Say No to Xenophobia

 

As everybody in our country knows, the Congress of South African Trade Unions has been at the forefront of the campaign to create jobs and eradicate poverty.  For years we have fought to ensure that this struggle is taken seriously and remains at the centre of the national agenda.

COSATU has done everything in its power to give a voice to the voiceless and speak out against the intolerable levels of unemployment and poverty in South Africa, and to explain the historical reasons for them and the policies we need to deal with the problem.

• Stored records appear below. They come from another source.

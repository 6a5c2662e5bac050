//! Engine configuration schema.
//!
//! One YAML file configures evaluation, search, and play behavior. Every
//! field has a default so partial files load.

use std::path::Path;

use serde::{Deserialize, Serialize};
use thiserror::Error;

/// Configuration loading errors.
#[derive(Error, Debug)]
pub enum ConfigError {
    #[error("failed to read config file: {0}")]
    Io(#[from] std::io::Error),
    #[error("failed to parse YAML: {0}")]
    Yaml(#[from] serde_yaml::Error),
}

/// Numeric precision requested for the forward backend.
#[derive(Debug, Clone, Copy, PartialEq, Eq, Deserialize, Serialize, Default)]
#[serde(rename_all = "snake_case")]
pub enum Precision {
    #[default]
    Auto,
    Single,
    Half,
}

/// Root configuration structure.
#[derive(Debug, Clone, Deserialize, Serialize, Default)]
#[serde(default)]
pub struct Config {
    /// Network evaluation settings.
    pub eval: EvalConfig,
    /// Tree search settings.
    pub search: SearchConfig,
    /// Move generation / play-style settings.
    pub play: PlayConfig,
}

/// Network evaluation configuration.
#[derive(Debug, Clone, Deserialize, Serialize)]
#[serde(default)]
pub struct EvalConfig {
    /// Worker threads for tree descents and benchmarks.
    pub num_threads: usize,
    /// Whether evaluations are cached by position hash.
    pub use_nncache: bool,
    /// Softmax temperature applied to the policy logits.
    pub softmax_temp: f32,
    /// Exponent `1/policy_temp` applied to child priors at expansion.
    pub policy_temp: f32,
    /// Additive tuning of the β head, in log2 units.
    pub betatune: f32,
    /// Forward backend precision.
    pub precision: Precision,
    /// Force the CPU backend even when a device backend is available.
    pub cpu_only: bool,
}

impl Default for EvalConfig {
    fn default() -> Self {
        EvalConfig {
            num_threads: 2,
            use_nncache: true,
            softmax_temp: 1.0,
            policy_temp: 1.0,
            betatune: 0.0,
            precision: Precision::Auto,
            cpu_only: false,
        }
    }
}

/// Tree search configuration.
#[derive(Debug, Clone, Deserialize, Serialize)]
#[serde(default)]
pub struct SearchConfig {
    /// PUCT exploration constant.
    pub puct: f32,
    /// Coefficient inside the PUCT numerator logarithm.
    pub logpuct: f32,
    /// Constant inside the PUCT numerator logarithm.
    pub logconst: f32,
    /// First-play-urgency reduction for non-root nodes.
    pub fpu_reduction: f32,
    /// First-play-urgency reduction at the root.
    pub fpu_root_reduction: f32,
    /// FPU uses the mean sibling eval (excluding the best) instead of the
    /// reduced maximum.
    pub fpu_avg: bool,
    /// FPU is forced to zero.
    pub fpu_zero: bool,
    /// Scale child priors by twice the running eval stdev.
    pub stdev_uct: bool,
    /// Use the lower confidence bound for best-move selection.
    pub uselcb: bool,
    /// Fraction of the max child visits required before LCB applies.
    pub lcb_min_visit_ratio: f32,
    /// λ mixing weights indexed by (engine-color, winning/losing).
    pub lambda: [f32; 4],
    /// μ mixing weights indexed by (engine-color, winning/losing).
    pub mu: [f32; 4],
    /// Exclude forced visits from the PUCT denominator.
    pub laddercode: bool,
}

impl Default for SearchConfig {
    fn default() -> Self {
        SearchConfig {
            puct: 0.5,
            logpuct: 0.015,
            logconst: 1.7,
            fpu_reduction: 0.25,
            fpu_root_reduction: 0.25,
            fpu_avg: false,
            fpu_zero: false,
            stdev_uct: false,
            uselcb: true,
            lcb_min_visit_ratio: 0.1,
            lambda: [0.5; 4],
            mu: [0.0; 4],
            laddercode: false,
        }
    }
}

/// Play-style configuration.
#[derive(Debug, Clone, Deserialize, Serialize)]
#[serde(default)]
pub struct PlayConfig {
    /// Always offer pass as a candidate move.
    pub dumbpass: bool,
    /// Fold symmetry-equivalent moves together when the position is
    /// symmetric.
    pub exploit_symmetries: bool,
    /// Deterministic representative choice when folding symmetric moves.
    pub symm_nonrandom: bool,
    /// Randomize among the best moves for the first `random_cnt` moves.
    pub random_cnt: u32,
    /// Add Dirichlet noise at the root (self-play).
    pub noise: bool,
}

impl Default for PlayConfig {
    fn default() -> Self {
        PlayConfig {
            dumbpass: false,
            exploit_symmetries: false,
            symm_nonrandom: false,
            random_cnt: 0,
            noise: false,
        }
    }
}

impl Config {
    /// Load configuration from a YAML file.
    pub fn load<P: AsRef<Path>>(path: P) -> Result<Self, ConfigError> {
        let contents = std::fs::read_to_string(path)?;
        Ok(serde_yaml::from_str(&contents)?)
    }

    /// Load configuration from a YAML string.
    pub fn from_yaml(yaml: &str) -> Result<Self, ConfigError> {
        Ok(serde_yaml::from_str(yaml)?)
    }

    /// λ weight for a node: `engine` is whether the side to move is the
    /// engine's color, `losing` whether its eval is below one half.
    pub fn lambda_for(&self, engine: bool, losing: bool) -> f32 {
        self.search.lambda[Self::mix_index(engine, losing)]
    }

    /// μ weight for a node, same indexing as [`Config::lambda_for`].
    pub fn mu_for(&self, engine: bool, losing: bool) -> f32 {
        self.search.mu[Self::mix_index(engine, losing)]
    }

    fn mix_index(engine: bool, losing: bool) -> usize {
        let mut i = if engine { 0 } else { 2 };
        if losing {
            i += 1;
        }
        i
    }
}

It is therefore shocking and disturbing to see that some workers and residents of poor communities believe that these problems are caused by foreign nationals and that they are attacking, robbing and killing those foreigners they believe to be responsible, who are themselves victims of the same unemployment, poverty and crime.

They are totally wrong.  The problems they face are rooted in years of apartheid which kept the majority of South Africans in desperate poverty and denied them any democratic means to improve their plight.

Those problems persist today.  The real level of unemployment, including those who have given up the attempt to find work, is still over 35%.  This means that around eight million are jobless.  There are certainly not that number of employed foreign immigrants.  Even if they were all to leave tomorrow, the levels of unemployment would remain about the same, and so would the extent of poverty which afflicts at least half our population.

The same applies to crime.  Criminals have been at work in South Africa for years — robbing, murdering and raping — not just since the recent influx of immigrants.  There can be no possible excuse for people who claim to be fighting crime to use exactly the same methods as the criminals against foreign immigrants.

Many of the pioneers of the South African trade unions were migrant workers from all over Southern Africa.  Many of them led our movement in its early days.  We have always insisted that human rights are not just for South Africans but for all people, regardless of where they have come from.  We must stand together to defend the rights that our constitution and laws give to all those living within our boundaries.

If people are made scapegoats simply on the basis of their country of origin we will be on a slippery slope towards regionalism and tribalism and the destruction of the unity we have built in the trade unions and civil society organisations.

The Enemy at HomeThe only people who will gain from such disunity will be the people we should be blaming for our problems — unscrupulous employers on the farms, in security firms and other sectors, who are exploiting desperate foreign workers by employing them on lower wages and benefits than they could get away with paying South African workers.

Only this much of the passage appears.